In dat wetsvoorstel is een taakstellende ombuiging vanaf 2022 van € 130 miljoen op de IACK aangekondigd. Zowel het betaald ouderschapsverlof als de IACK richt zich op werkende ouders
waardoor intensivering en ombuiging bij elkaar aansluiten.
Het maximumbedrag van de IACK wordt naast de per 1 januari 2022 voorgestelde verlaging op grond van het Belastingplan 2021 per 1 januari 2022 verhoogd met € 77. Per saldo is voor 2022 sprake van een beleidsmatige verlaging van het maximumbedrag van de IACK van € 318.
Aanpassingen van heffingskortingen hebben over het algemeen een doel dat direct wordt gerealiseerd door de maatregel.

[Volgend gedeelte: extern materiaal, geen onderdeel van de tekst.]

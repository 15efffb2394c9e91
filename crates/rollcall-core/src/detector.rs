//! Single-shot face detector via ONNX Runtime.
//!
//! Runs an RFB-style detector exported with two outputs: `scores`
//! `[1, N, 2]` (background, face) and `boxes` `[1, N, 4]` holding
//! normalized corner coordinates. Priors are baked into the export, so
//! decoding is a confidence cut followed by NMS.

use crate::analyzer::FrameRef;
use crate::types::BoundingBox;
use image::imageops::{self, FilterType};
use image::{ImageBuffer, Rgb};
use ndarray::Array4;
use ort::session::Session;
use ort::value::TensorRef;
use std::path::Path;
use thiserror::Error;

const DETECTOR_MEAN: f32 = 127.0;
const DETECTOR_STD: f32 = 128.0;
const DETECTOR_NMS_THRESHOLD: f32 = 0.3;

#[derive(Error, Debug)]
pub enum DetectorError {
    #[error("model file not found: {0}; place detector weights in the model directory")]
    ModelNotFound(String),
    #[error("inference failed: {0}")]
    InferenceFailed(String),
    #[error("frame buffer too short: expected {expected} bytes, got {actual}")]
    InvalidFrame { expected: usize, actual: usize },
    #[error("ort: {0}")]
    Ort(#[from] ort::Error),
}

/// Detector operating point.
///
/// Registration runs once per capture and favours accuracy; scanning runs
/// every frame and favours latency.
#[derive(Debug, Clone, Copy, PartialEq, Eq)]
pub enum DetectorVariant {
    Accurate,
    Fast,
}

impl DetectorVariant {
    pub fn model_file(&self) -> &'static str {
        match self {
            DetectorVariant::Accurate => "version-RFB-640.onnx",
            DetectorVariant::Fast => "version-RFB-320.onnx",
        }
    }

    /// Network input size as (width, height).
    pub fn input_size(&self) -> (u32, u32) {
        match self {
            DetectorVariant::Accurate => (640, 480),
            DetectorVariant::Fast => (320, 240),
        }
    }

    pub fn confidence_threshold(&self) -> f32 {
        match self {
            DetectorVariant::Accurate => 0.5,
            DetectorVariant::Fast => 0.6,
        }
    }
}

/// ONNX face detector for one [`DetectorVariant`].
pub struct FaceDetector {
    session: Session,
    variant: DetectorVariant,
    scores_idx: usize,
    boxes_idx: usize,
}

impl FaceDetector {
    /// Load the detector model for `variant` from `model_dir`.
    pub fn load(model_dir: &Path, variant: DetectorVariant) -> Result<Self, DetectorError> {
        let model_path = model_dir.join(variant.model_file());
        if !model_path.exists() {
            return Err(DetectorError::ModelNotFound(model_path.display().to_string()));
        }

        let session = Session::builder()?
            .with_intra_threads(2)?
            .commit_from_file(&model_path)?;

        let output_names: Vec<String> =
            session.outputs().iter().map(|o| o.name().to_string()).collect();
        if output_names.len() < 2 {
            return Err(DetectorError::InferenceFailed(format!(
                "detector requires 2 outputs (scores, boxes), got {}",
                output_names.len()
            )));
        }
        let (scores_idx, boxes_idx) = discover_output_indices(&output_names);

        tracing::info!(
            path = %model_path.display(),
            ?variant,
            outputs = ?output_names,
            scores_idx,
            boxes_idx,
            "loaded face detector"
        );

        Ok(Self {
            session,
            variant,
            scores_idx,
            boxes_idx,
        })
    }

    pub fn variant(&self) -> DetectorVariant {
        self.variant
    }

    /// Detect faces, returning boxes in frame pixels sorted by confidence.
    pub fn detect(&mut self, frame: FrameRef<'_>) -> Result<Vec<BoundingBox>, DetectorError> {
        frame.check().map_err(|(expected, actual)| DetectorError::InvalidFrame { expected, actual })?;

        let input = self.preprocess(frame);
        let outputs = self.session.run(ort::inputs![TensorRef::from_array_view(input.view())?])?;

        let (_, scores) = outputs[self.scores_idx]
            .try_extract_tensor::<f32>()
            .map_err(|e| DetectorError::InferenceFailed(format!("scores: {e}")))?;
        let (_, boxes) = outputs[self.boxes_idx]
            .try_extract_tensor::<f32>()
            .map_err(|e| DetectorError::InferenceFailed(format!("boxes: {e}")))?;

        let candidates = decode(
            scores,
            boxes,
            frame.width as f32,
            frame.height as f32,
            self.variant.confidence_threshold(),
        );
        Ok(nms(candidates, DETECTOR_NMS_THRESHOLD))
    }

    /// Resize to the network input and normalize into an NCHW tensor.
    fn preprocess(&self, frame: FrameRef<'_>) -> Array4<f32> {
        let (in_w, in_h) = self.variant.input_size();
        let pixels = (frame.width * frame.height * 3) as usize;
        let mut tensor = Array4::<f32>::zeros((1, 3, in_h as usize, in_w as usize));

        let Some(view) =
            ImageBuffer::<Rgb<u8>, &[u8]>::from_raw(frame.width, frame.height, &frame.rgb[..pixels])
        else {
            return tensor;
        };
        let resized = imageops::resize(&view, in_w, in_h, FilterType::Triangle);

        for (x, y, pixel) in resized.enumerate_pixels() {
            for c in 0..3 {
                tensor[[0, c, y as usize, x as usize]] =
                    (pixel.0[c] as f32 - DETECTOR_MEAN) / DETECTOR_STD;
            }
        }

        tensor
    }
}

/// Find the `scores` and `boxes` outputs by name, falling back to the
/// export's positional order `[scores, boxes]`.
fn discover_output_indices(names: &[String]) -> (usize, usize) {
    let scores = names.iter().position(|n| n == "scores");
    let boxes = names.iter().position(|n| n == "boxes");
    match (scores, boxes) {
        (Some(s), Some(b)) => (s, b),
        _ => {
            tracing::info!(?names, "detector output names not recognized, using positional mapping");
            (0, 1)
        }
    }
}

/// Decode raw outputs into frame-space boxes above `threshold`.
fn decode(
    scores: &[f32],
    boxes: &[f32],
    frame_width: f32,
    frame_height: f32,
    threshold: f32,
) -> Vec<BoundingBox> {
    let anchors = (scores.len() / 2).min(boxes.len() / 4);
    let mut detections = Vec::new();

    for i in 0..anchors {
        let confidence = scores[i * 2 + 1];
        if confidence <= threshold {
            continue;
        }

        let x1 = boxes[i * 4].clamp(0.0, 1.0) * frame_width;
        let y1 = boxes[i * 4 + 1].clamp(0.0, 1.0) * frame_height;
        let x2 = boxes[i * 4 + 2].clamp(0.0, 1.0) * frame_width;
        let y2 = boxes[i * 4 + 3].clamp(0.0, 1.0) * frame_height;
        if x2 <= x1 || y2 <= y1 {
            continue;
        }

        detections.push(BoundingBox {
            x: x1,
            y: y1,
            width: x2 - x1,
            height: y2 - y1,
            confidence,
        });
    }

    detections
}

/// Non-Maximum Suppression, returning survivors by descending confidence.
fn nms(mut detections: Vec<BoundingBox>, iou_threshold: f32) -> Vec<BoundingBox> {
    detections.sort_by(|a, b| {
        b.confidence
            .partial_cmp(&a.confidence)
            .unwrap_or(std::cmp::Ordering::Equal)
    });

    let mut keep: Vec<BoundingBox> = Vec::new();
    for candidate in detections {
        if keep.iter().all(|kept| kept.iou(&candidate) <= iou_threshold) {
            keep.push(candidate);
        }
    }
    keep
}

Daarmee zijn de voorgestelde aanpassing van de arbeidskorting
en IACK doeltreffend.
Overzicht IB-parameters voor belastingplichtigen jonger dan de AOW-leeftijd
De hierna opgenomen tabel geeft een overzicht van de belangrijkste parameters binnen box 1 van de inkomstenbelasting in 2021 en 2022. De bedragen voor 2022 zijn voor zover van
toepassing geïndexeerd met de tabelcorrectiefactor zoals die geldt voor 2022, te weten 1,013.
Tabel 1.
Tarief schijf 1 – 2021: 37,10% – 2022: 37,07%
Tarief schijf 2 – 2021: 49,50% – 2022: 49,50%
Grens schijf 1 – 2021: € 68.507 – 2022: € 69.398
AHK: maximaal – 2021: € 2.837 – 2022: € 2.874
AHK: afbouwpunt – 2021: € 21.043 – 2022: € 21.317
AHK: afbouwpercentage – 2021: 5,977% –2022: 5,977%
Arbeidskorting: bedrag grens 1 – 2021: € 463 –2022: € 470
Arbeidskorting: bedrag grens 2 – 2021: € 3.837 – 2022: € 3.887
Arbeidskorting: bedrag grens 3 – 2021: € 4.205 – 2022:€ 4.260
Arbeidskorting: bedrag grens 4 – 2021: € 0 – 2022: € 0
Arbeidskorting: afbouwpunt* – 2021: € 35.652 – 2022: € 36.649
Arbeidskorting: afbouwpercentage -6,00% – 2022: -5,86%
Zelfstandigenaftrek – 2021:€ 6.670 – 2022: € 6.310
IACK: maximaal – 2021: € 2.815 – 2022: € 2.534
IACK: inkomensgrens – 2021: € 5.153 – 2022: € 5.219
IACK: opbouwpercentage – 2021: 11,45% – 2022: 11,45%
Jonggehandicaptenkorting – 2021: € 761 – 2022:€ 771
*Het afbouwpunt van de arbeidskorting is gekoppeld aan het wettelijk minimumloon (wml) en is pas definitief na vaststelling van het wml in november 2021.